*** Opening of PROVIDED RECORDS ***
//! # Version Spec Parser
//!
//! Parses the compact version-addressing grammar `NAME SPECIFIER*` where each
//! `SPECIFIER` is `#TOKEN` (absolute id), `:TOKEN` (staging label), `~` or
//! `~N` (shift). See the resolver in [`crate::resolver`] for how a parsed
//! [`Spec`] is turned into a concrete revision.

use crate::error::{Result, SuveError};
use std::fmt;

/// At most one of an absolute version id or a staging label anchors a
/// [`Spec`] before any shift is applied.
#[derive(Debug, Clone, PartialEq, Eq)]
pub enum Absolute {
    Id(String),
    Label(String),
}

/// The parsed address of a revision. Immutable once constructed.
#[derive(Debug, Clone, PartialEq, Eq)]
pub struct Spec {
    pub name: String,
    pub absolute: Option<Absolute>,
    pub shift: u64,
}

impl Spec {
    /// A bare spec naming only `name`, anchored at latest with no shift.
    pub fn named(name: impl Into<String>) -> Self {
        Self {
            name: name.into(),
            absolute: None,
            shift: 0,
        }
    }

    pub fn id(&self) -> Option<&str> {
        match &self.absolute {
            Some(Absolute::Id(id)) => Some(id),
            _ => None,
        }
    }

    pub fn label(&self) -> Option<&str> {
        match &self.absolute {
            Some(Absolute::Label(label)) => Some(label),
            _ => None,
        }
    }
}

impl fmt::Display for Spec {
    fn fmt(&self, f: &mut fmt::Formatter<'_>) -> fmt::Result {
        write!(f, "{}", self.name)?;
        match &self.absolute {
            Some(Absolute::Id(id)) => write!(f, "#{id}")?,
            Some(Absolute::Label(label)) => write!(f, ":{label}")?,
            None => {}
        }
        if self.shift > 0 {
            write!(f, "~{}", self.shift)?;
        }
        Ok(())
    }
}

/// `true` iff `s` begins with one of the specifier sigils, meaning it is a
/// bare specifier that needs a name prepended (used by the diff-args parser).
pub fn starts_with_specifier(s: &str) -> bool {
    matches!(s.chars().next(), Some('#') | Some(':') | Some('~'))
}

/// Parse `input` into a canonical [`Spec`]. Total on well-formed input: the
/// result never has duplicate fields and `shift >= 0`.
pub fn parse(input: &str) -> Result<Spec> {
    if input.is_empty() {
        return Err(SuveError::InvalidSpec("empty version spec".to_string()));
    }

    let mut chars = input.char_indices().peekable();
    let name_end = loop {
        match chars.peek() {
            None => break input.len(),
            Some(&(idx, c)) if matches!(c, '#' | ':' | '~') => break idx,
            Some(_) => {
                chars.next();
            }
        }
    };
    let name = &input[..name_end];
    let mut rest = &input[name_end..];

    let mut absolute: Option<Absolute> = None;
    let mut shift: u64 = 0;

    while !rest.is_empty() {
        let sigil = rest.chars().next().expect("rest is non-empty");
        rest = &rest[sigil.len_utf8()..];
        match sigil {
            '#' | ':' => {
                let token_end = rest.find(['#', ':', '~']).unwrap_or(rest.len());
                let token = &rest[..token_end];
                if token.is_empty() {
                    return Err(SuveError::InvalidSpec(format!(
                        "{sigil} must be followed by a token"
                    )));
                }
                if absolute.is_some() {
                    return Err(SuveError::InvalidSpec(
                        "a spec may carry at most one of #id or :label".to_string(),
                    ));
                }
                absolute = Some(if sigil == '#' {
                    Absolute::Id(token.to_string())
                } else {
                    Absolute::Label(token.to_string())
                });
                rest = &rest[token_end..];
            }
            '~' => {
                let digits_end = rest.find(|c: char| !c.is_ascii_digit()).unwrap_or(rest.len());
                let digits = &rest[..digits_end];
                let n: u64 = if digits.is_empty() {
                    1
                } else {
                    digits.parse().map_err(|_| {
                        SuveError::InvalidSpec(format!("~{digits} is not a valid shift"))
                    })?
                };
                shift = shift.checked_add(n).ok_or_else(|| {
                    SuveError::InvalidSpec("shift overflowed".to_string())
                })?;
                rest = &rest[digits_end..];
            }
            other => unreachable!("unexpected sigil {other:?}"),
        }
    }

    if name.is_empty() {
        return Err(SuveError::InvalidSpec(
            "a version spec must name an entry".to_string(),
        ));
    }

    Ok(Spec {
        name: name.to_string(),
        absolute,
        shift,
    })
}

#[cfg(test)]
mod tests {
    use super::*;

    #[test]
    fn parses_bare_name() {
        let spec = parse("n").unwrap();
        assert_eq!(spec, Spec::named("n"));
    }

    #[test]
    fn bare_shift_defaults_to_one() {
        let spec = parse("n~").unwrap();
        assert_eq!(spec.shift, 1);
        assert_eq!(spec.name, "n");
        assert!(spec.absolute.is_none());
    }

    #[test]
    fn numeric_shift() {
        let spec = parse("n~3").unwrap();
        assert_eq!(spec.shift, 3);
    }

    #[test]
    fn shifts_accumulate() {
        let spec = parse("n~2~3").unwrap();
        assert_eq!(spec.shift, 5);
    }

    #[test]
    fn parses_id() {
        let spec = parse("n#abc123").unwrap();
        assert_eq!(spec.id(), Some("abc123"));
        assert_eq!(spec.shift, 0);
    }

    #[test]
    fn parses_label() {
        let spec = parse("n:AWSCURRENT").unwrap();
        assert_eq!(spec.label(), Some("AWSCURRENT"));
    }

    #[test]
    fn parses_label_then_shift() {
        let spec = parse("n:AWSCURRENT~2").unwrap();
        assert_eq!(spec.label(), Some("AWSCURRENT"));
        assert_eq!(spec.shift, 2);
    }

    #[test]
    fn name_may_contain_other_characters() {
        let spec = parse("my/secret-name.v2").unwrap();
        assert_eq!(spec.name, "my/secret-name.v2");
    }

    #[test]
    fn trailing_hash_fails() {
        let err = parse("n#").unwrap_err();
        assert_eq!(err.kind(), "InvalidSpec");
    }

    #[test]
    fn trailing_colon_fails() {
        let err = parse("n:").unwrap_err();
        assert_eq!(err.kind(), "InvalidSpec");
    }

    #[test]
    fn both_id_and_label_fails() {
        let err = parse("n#id:label").unwrap_err();
        assert_eq!(err.kind(), "InvalidSpec");
    }

    #[test]
    fn two_hashes_fails() {
        let err = parse("n#a#b").unwrap_err();
        assert_eq!(err.kind(), "InvalidSpec");
    }

    #[test]
    fn empty_input_fails() {
        let err = parse("").unwrap_err();
        assert_eq!(err.kind(), "InvalidSpec");
    }

    #[test]
    fn round_trips_through_display() {
        for s in ["n", "n~3", "n#abc", "n:LBL", "n:LBL~2"] {
            let spec = parse(s).unwrap();
            assert_eq!(parse(&spec.to_string()).unwrap(), spec);
        }
    }

    #[test]
    fn specifier_sigil_detection() {
        assert!(starts_with_specifier("#abc"));
        assert!(starts_with_specifier(":LBL"));
        assert!(starts_with_specifier("~2"));
        assert!(!starts_with_specifier("name"));
        assert!(!starts_with_specifier(""));
    }
}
*** Close of PROVIDED RECORDS ***
Your answer should be a single number: the count of lines in the material above that contain "revision".

2